10 AI workflows you can deploy this week

Specific, business-tested workflows that save 10+ hours per week.

Ten high-leverage uses of AI for any business owner: drafting emails in your voice, summarizing customer-call recordings, writing job descriptions, building a weekly content calendar, analyzing competitor sites, generating outreach lists, drafting proposals, planning meetings, writing job offers, cleaning up financial-data files. Each comes with the exact prompt and which AI to use.

Lesson 16 min

What makes a prompt 'good'

Most people get bad AI output because their prompts are too vague. Compare these two. Bad: 'Write me an email.' Good: 'Write a 3-sentence reply to this customer who's angry that our product arrived damaged. Apologize without making excuses. Offer to replace it. Don't sound corporate.' The second one gets you a usable email on the first try. The first one gets you a generic template. The rule: SPECIFICITY = QUALITY. Tell the AI: who you are, who it's for, the goal, the constraints (length, tone), and what NOT to do. Add an example if you have one. That's the entire skill of prompting. We'll practice with 10 specific prompts you can copy-paste right now.

Key points

  • Bad prompts = generic output. Specific prompts = usable output.
  • Tell AI: who you are + who it's for + goal + constraints + what to avoid
  • Add an example if you have one — biggest quality boost
  • Specificity is the entire prompting skill
Lesson 28 min

Prompts 1-3 — handle email + meetings

Three prompts that save 30 min/day.

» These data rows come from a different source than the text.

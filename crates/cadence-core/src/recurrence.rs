//! Occurrence arithmetic: the appearance predicate and the forward finder.
//!
//! Everything here is pure and works at day granularity on [`NaiveDate`].
//! All loops are bounded by the named limits below, so every call terminates
//! regardless of the rule it is given.

use chrono::{Datelike, Duration, NaiveDate, Weekday};

use crate::models::{EndCondition, Frequency, RecurrenceRule};

/// Furthest a count-limited rule is replayed from its anchor (in days).
/// Candidates beyond it never match.
pub const COUNT_REPLAY_LIMIT_DAYS: i64 = 10_000;

/// Maximum number of days [`next_occurrence`] steps before giving up.
pub const NEXT_OCCURRENCE_SEARCH_LIMIT: i64 = 1_000;

#[inline]
pub fn is_weekend(date: NaiveDate) -> bool {
    matches!(date.weekday(), Weekday::Sat | Weekday::Sun)
}

/// Does `rule` occur on `date`?
///
/// Precondition: the rule's pattern passed [`RecurrencePattern::validate`].
/// A day of month outside 1–31 is not guarded here; it simply never matches.
///
/// [`RecurrencePattern::validate`]: crate::models::RecurrencePattern::validate
pub fn appears(rule: &RecurrenceRule, date: NaiveDate) -> bool {
    if !matches_base_pattern(rule, date) {
        return false;
    }
    match rule.end() {
        EndCondition::AfterCount(limit) => {
            occurrence_index(rule, date).is_some_and(|index| index <= limit)
        }
        _ => true,
    }
}

/// Steps 1–4 of the predicate: everything except the occurrence count.
fn matches_base_pattern(rule: &RecurrenceRule, date: NaiveDate) -> bool {
    if date < rule.anchor {
        return false;
    }
    if rule.pattern.exclude_weekends && is_weekend(date) {
        return false;
    }
    if let EndCondition::OnDate(last) = rule.end() {
        if date > last {
            return false;
        }
    }

    let anchor = rule.anchor;
    let interval = i64::from(rule.interval());
    let days_since_anchor = (date - anchor).num_days();

    match rule.frequency() {
        Frequency::Daily => days_since_anchor % interval == 0,
        Frequency::Weekly => {
            // Weeks are counted from the raw day offset, not calendar weeks.
            let weeks_since_anchor = days_since_anchor / 7;
            rule.includes_weekday(date.weekday()) && weeks_since_anchor % interval == 0
        }
        Frequency::Monthly => {
            let months_since_anchor = i64::from(date.year() - anchor.year()) * 12
                + i64::from(date.month()) - i64::from(anchor.month());
            date.day() == rule.day_of_month() && months_since_anchor % interval == 0
        }
        Frequency::Yearly => {
            let years_since_anchor = i64::from(date.year() - anchor.year());
            date.month() == anchor.month()
                && date.day() == anchor.day()
                && years_since_anchor % interval == 0
        }
    }
}

/// 1-based position of `date` among the rule's occurrences, ignoring the
/// count limit. `None` if `date` is not an occurrence or lies beyond
/// [`COUNT_REPLAY_LIMIT_DAYS`].
fn occurrence_index(rule: &RecurrenceRule, date: NaiveDate) -> Option<u32> {
    if !matches_base_pattern(rule, date) {
        return None;
    }
    if (date - rule.anchor).num_days() > COUNT_REPLAY_LIMIT_DAYS {
        return None;
    }
    Some(count_through(rule, date))
}

/// Number of base-pattern occurrences in `[anchor, through]`.
fn count_through(rule: &RecurrenceRule, through: NaiveDate) -> u32 {
    rule.anchor
        .iter_days()
        .take_while(|day| *day <= through)
        .take(COUNT_REPLAY_LIMIT_DAYS as usize + 1)
        .filter(|day| matches_base_pattern(rule, *day))
        .count() as u32
}

/// Earliest occurrence on or after `max(from, anchor)`.
///
/// Returns `None` when the end condition is exhausted or nothing matches
/// within [`NEXT_OCCURRENCE_SEARCH_LIMIT`] days.
pub fn next_occurrence(rule: &RecurrenceRule, from: NaiveDate) -> Option<NaiveDate> {
    if let EndCondition::OnDate(last) = rule.end() {
        if last < from {
            return None;
        }
    }

    let start = from.max(rule.anchor);

    // Occurrences already used up before the search window.
    let mut tally = match rule.end() {
        EndCondition::AfterCount(limit) => {
            let before_start = start.pred_opt()?;
            let used = if before_start < rule.anchor {
                0
            } else if (before_start - rule.anchor).num_days() > COUNT_REPLAY_LIMIT_DAYS {
                return None;
            } else {
                count_through(rule, before_start)
            };
            if used >= limit {
                return None;
            }
            Some((used, limit))
        }
        _ => None,
    };

    for step in 0..NEXT_OCCURRENCE_SEARCH_LIMIT {
        let day = start.checked_add_signed(Duration::days(step))?;
        if let EndCondition::OnDate(last) = rule.end() {
            if day > last {
                return None;
            }
        }
        if !matches_base_pattern(rule, day) {
            continue;
        }
        match tally.as_mut() {
            Some((used, limit)) => {
                *used += 1;
                if *used > *limit || (day - rule.anchor).num_days() > COUNT_REPLAY_LIMIT_DAYS {
                    return None;
                }
                return Some(day);
            }
            None => return Some(day),
        }
    }

    None
}

/// The next `count` occurrences on or after `from`.
pub fn preview_occurrences(rule: &RecurrenceRule, from: NaiveDate, count: usize) -> Vec<NaiveDate> {
    let mut occurrences = Vec::with_capacity(count.min(64));
    let mut cursor = from;
    while occurrences.len() < count {
        let Some(next) = next_occurrence(rule, cursor) else {
            break;
        };
        occurrences.push(next);
        match next.succ_opt() {
            Some(day) => cursor = day,
            None => break,
        }
    }
    occurrences
}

Prompt 1 — Reply to a customer email. Copy this template, paste their email, hit send. Within 10 seconds you have a draft. You edit, you send. Time saved: 5-10 minutes per email. Prompt 2 — Summarize a meeting. If you record meetings (Otter, Fathom, Zoom), paste the transcript. AI returns 5 bullets + action items. Time saved: 15 minutes of re-listening. Prompt 3 — Plan a project. Paste a paragraph describing what you're trying to do. AI returns a 5-step plan with deadlines. Time saved: an entire planning session. These three alone justify the $20/mo subscription, easily.

Key points

  • Prompt 1: Customer email reply (saves 5-10 min per email)
  • Prompt 2: Meeting summarizer (saves 15 min re-listening)
  • Prompt 3: Project planner (replaces planning sessions)
  • These 3 alone justify $20/mo subscription
Lesson 38 min

Prompts 4-7 — marketing + content

Four more for marketing and content. Prompt 4 — Generate 5 social media posts in your voice. Show the AI 2-3 of your old posts (samples of your style), ask for 5 new ones on this week's topics. Saves an hour. Prompt 5 — Rewrite to be shorter. Paste anything you wrote. Ask 'cut this to half the length without losing meaning.' Crisp output. Prompt 6 — Generate a landing-page headline. Paste your service description + target customer. Ask for 10 headline options. You pick. Prompt 7 — Draft a follow-up to a stalled lead. Paste your prior email + how long ago. Ask for a polite nudge. Most useful prompt in the bunch for sales-driven businesses.

Key points

  • Prompt 4: Social posts in YOUR voice (paste old posts as samples)
  • Prompt 5: Cut to half length (rewrite shorter, sharper)
  • Prompt 6: 10 landing-page headlines (you pick the best)
  • Prompt 7: Follow-up to stalled lead (polite nudge)
Lesson 46 min

Prompts 8-10 — decisions + analysis

Three for thinking clearly. Prompt 8 — Compare two options. Describe two choices you're stuck between. Ask AI to list pros/cons of each + ask you 3 clarifying questions. Often the QUESTIONS unstick you, not the answer. Prompt 9 — Spot what I'm missing. Describe a plan or decision. Ask 'what assumptions am I making that might be wrong?' This is the highest-value prompt in the entire list. AI catches blind spots a friend might miss. Prompt 10 — Role-play as my customer. Describe your customer. Ask AI to act AS them. Pitch them your product. They'll respond with realistic objections. Practice answering. Within 20 minutes you've stress-tested your pitch.

Key points

  • Prompt 8: Compare options + ask AI for clarifying questions
  • Prompt 9: 'What assumptions am I making that might be wrong?' (catches blind spots)
  • Prompt 10: AI role-plays as your customer (stress-test pitches)
  • These three are decision tools — use weekly
Lesson 52 min

Practice now

Don't watch this lesson and forget about it. Pick ONE prompt from the 10. Use it on a real task in your business RIGHT NOW. The skill of prompting only develops by doing. Five minutes of practice today beats five hours of watching tutorials. Tomorrow, Day 4: we cover the only real question left for a beginner — do I need a special computer to run AI?

Key points

  • Pick ONE prompt from today
  • Use it on a REAL task right now
  • Practice > tutorials always
  • Tomorrow: hardware questions

Try it yourself

10 ready-to-paste prompts
PROMPT 1 — Customer email reply
"Here's an email I received: [PASTE]. Draft a friendly 3-sentence reply. Don't sound corporate. Acknowledge their specific concern, then [your goal: apologize / explain / ask question]."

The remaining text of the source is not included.